In void Comment::OnAllConfigLoaded(), doing this:

-        if (GetServiceName().IsEmpty())
+        if (GetServiceName().IsEmpty() || ! host)

fix my issue

Al2Klimov commented 1 year ago

Hah! This shall be fixed by:

(I told its absence will make problems.)

You've already tested a custom patch to Icinga. Please could you also test that PR's commit cherry-picked on top of the support/2.14 or support/2.13 branch, whichever will build? (I guess only support/2.13 due to #9577.) If you need a 2.14 (or can't reproduce with 2.13 anymore) I guess(!) you could also revert #9577 and then cherry-pick.
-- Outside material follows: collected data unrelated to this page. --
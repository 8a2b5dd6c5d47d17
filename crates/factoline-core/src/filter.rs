// ── Search and facet predicates ──
//
// Pure functions over the catalog snapshot. The storefront calls
// `filter_products` whenever the query or the selection changes.

use std::sync::Arc;

use strum::{Display, EnumString};

use crate::model::{Product, Selection};

/// Categories that restrict results by a product attribute.
///
/// Any other category id (`cert` included) has no backing attribute and is
/// always satisfied.
#[derive(Debug, Clone, Copy, PartialEq, Eq, Display, EnumString)]
#[strum(serialize_all = "snake_case")]
pub enum Facet {
    Essence,
    Type,
    Thickness,
    Quality,
}

impl Facet {
    /// Facet backing a category id, if there is one.
    pub fn for_category(category: &str) -> Option<Self> {
        category.parse().ok()
    }

    pub fn matches(self, product: &Product, option: &str) -> bool {
        match self {
            Self::Essence => product.essence == option,
            Self::Type => product.kind == option,
            Self::Thickness => product.thickness.starts_with(option),
            Self::Quality => product
                .quality
                .to_lowercase()
                .contains(&option.to_lowercase()),
        }
    }
}

/// Text search stage. `lowered_query` must already be lowercase and
/// non-empty; a product passes if any of its fields contains it.
pub fn matches_query(product: &Product, lowered_query: &str) -> bool {
    product
        .search_fields()
        .iter()
        .any(|field| field.to_lowercase().contains(lowered_query))
}

/// Facet stage: AND across active categories, OR within one.
pub fn matches_selection(product: &Product, selection: &Selection) -> bool {
    selection.active_categories().all(|(category, options)| {
        let Some(facet) = Facet::for_category(category) else {
            return true;
        };
        options.iter().any(|option| facet.matches(product, option))
    })
}

/// Visible subset of `products`, in catalog order.
///
/// An empty `query` skips the text stage entirely; an empty selection skips
/// the facet stage.
pub fn filter_products(
    products: &[Arc<Product>],
    query: &str,
    selection: &Selection,
) -> Vec<Arc<Product>> {
    let lowered = query.to_lowercase();
    products
        .iter()
        .filter(|p| query.is_empty() || matches_query(p, &lowered))
        .filter(|p| matches_selection(p, selection))
        .cloned()
        .collect()
}

#[cfg(test)]
mod tests {
    use super::*;
    use crate::model::product::tests::product;

    fn catalog() -> Vec<Arc<Product>> {
        let mut beam = product("3", "oak", "80x200mm");
        beam.title = "Poutre 3".into();
        beam.kind = "beam".into();
        beam.quality = "QF3 Charpente".into();

        let mut chene = product("4", "beech", "54mm");
        chene.title = "Plot de CHÊNE étuvé".into();

        vec![
            Arc::new(product("1", "oak", "27mm")),
            Arc::new(product("2", "pine", "38mm")),
            Arc::new(beam),
            Arc::new(chene),
            Arc::new(product("5", "oak", "127mm")),
            Arc::new(product("6", "douglas", "27x150mm")),
        ]
    }

    fn ids(products: &[Arc<Product>]) -> Vec<&str> {
        products.iter().map(|p| p.id.as_str()).collect()
    }

    fn select(pairs: &[(&str, &[&str])]) -> Selection {
        pairs.iter().map(|(c, opts)| (*c, opts.iter().copied())).collect()
    }

    #[test]
    fn empty_query_and_selection_is_identity() {
        let all = catalog();
        let out = filter_products(&all, "", &Selection::new());
        assert_eq!(ids(&out), ids(&all));
    }

    #[test]
    fn options_or_within_category() {
        let out = filter_products(&catalog(), "", &select(&[("essence", &["oak", "pine"])]));
        assert_eq!(ids(&out), ["1", "2", "3", "5"]);
    }

    #[test]
    fn categories_and_together() {
        let sel = select(&[("essence", &["oak"]), ("type", &["beam"])]);
        let out = filter_products(&catalog(), "", &sel);
        assert_eq!(ids(&out), ["3"]);
    }

    #[test]
    fn thickness_is_a_prefix_match() {
        let out = filter_products(&catalog(), "", &select(&[("thickness", &["27"])]));
        assert_eq!(ids(&out), ["1", "6"]);
    }

    #[test]
    fn quality_is_case_insensitive_substring() {
        let out = filter_products(&catalog(), "", &select(&[("quality", &["qf3"])]));
        assert_eq!(ids(&out), ["3"]);
    }

    #[test]
    fn quality_option_case_is_ignored() {
        let out = filter_products(&catalog(), "", &select(&[("quality", &["QF3"])]));
        assert_eq!(ids(&out), ["3"]);
    }

    #[test]
    fn unknown_category_passes_everything() {
        let all = catalog();
        let out = filter_products(&all, "", &select(&[("cert", &["pefc"])]));
        assert_eq!(out.len(), all.len());

        let out = filter_products(&all, "", &select(&[("cert", &["fsc"]), ("essence", &["pine"])]));
        assert_eq!(ids(&out), ["2"]);
    }

    #[test]
    fn query_matches_any_field_case_insensitively() {
        let out = filter_products(&catalog(), "chêne", &Selection::new());
        assert_eq!(ids(&out), ["4"]);

        // seller field
        let out = filter_products(&catalog(), "MOREAU", &Selection::new());
        assert_eq!(out.len(), 6);

        // numeric field (stock)
        let out = filter_products(&catalog(), "30", &Selection::new());
        assert_eq!(out.len(), 6);
    }

    #[test]
    fn unmatched_query_yields_empty() {
        let out = filter_products(&catalog(), "mélèze", &Selection::new());
        assert!(out.is_empty());
    }

    #[test]
    fn stages_compose() {
        let out = filter_products(&catalog(), "planche", &select(&[("essence", &["oak"])]));
        assert_eq!(ids(&out), ["1", "5"]);
    }

    #[test]
    fn facet_names_round_trip() {
        assert_eq!(Facet::for_category("essence"), Some(Facet::Essence));
        assert_eq!(Facet::for_category("type"), Some(Facet::Type));
        assert_eq!(Facet::for_category("cert"), None);
        assert_eq!(Facet::Thickness.to_string(), "thickness");
    }
}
ymartin-ovh commented 1 year ago

I cherry pick #7786 against v2.14, need to adapt a thing:

--- a/lib/remote/apilistener-configsync.cpp
+++ b/lib/remote/apilistener-configsync.cpp
@@ -459,8 +459,7 @@ void ApiListener::SendRuntimeConfigObjects(const JsonRpcConnection::Ptr& aclient
                        bool unresolved_dep = false;

                        /* skip this type (for now) if there are unresolved load dependencies */
-                       for (const String& loadDep : type->GetLoadDependencies()) {
-                               Type::Ptr pLoadDep = Type::GetByName(loadDep);
+                       for (auto pLoadDep : type->GetLoadDependencies()) {

The patch seems to help no triggering the null reference use (for comments) but Icinga2 is still trying to load host before groups. Daemon dies with exit code 139. I can't recover / achieve a state where the satellite grabs all configuration (hosts & hostgroups).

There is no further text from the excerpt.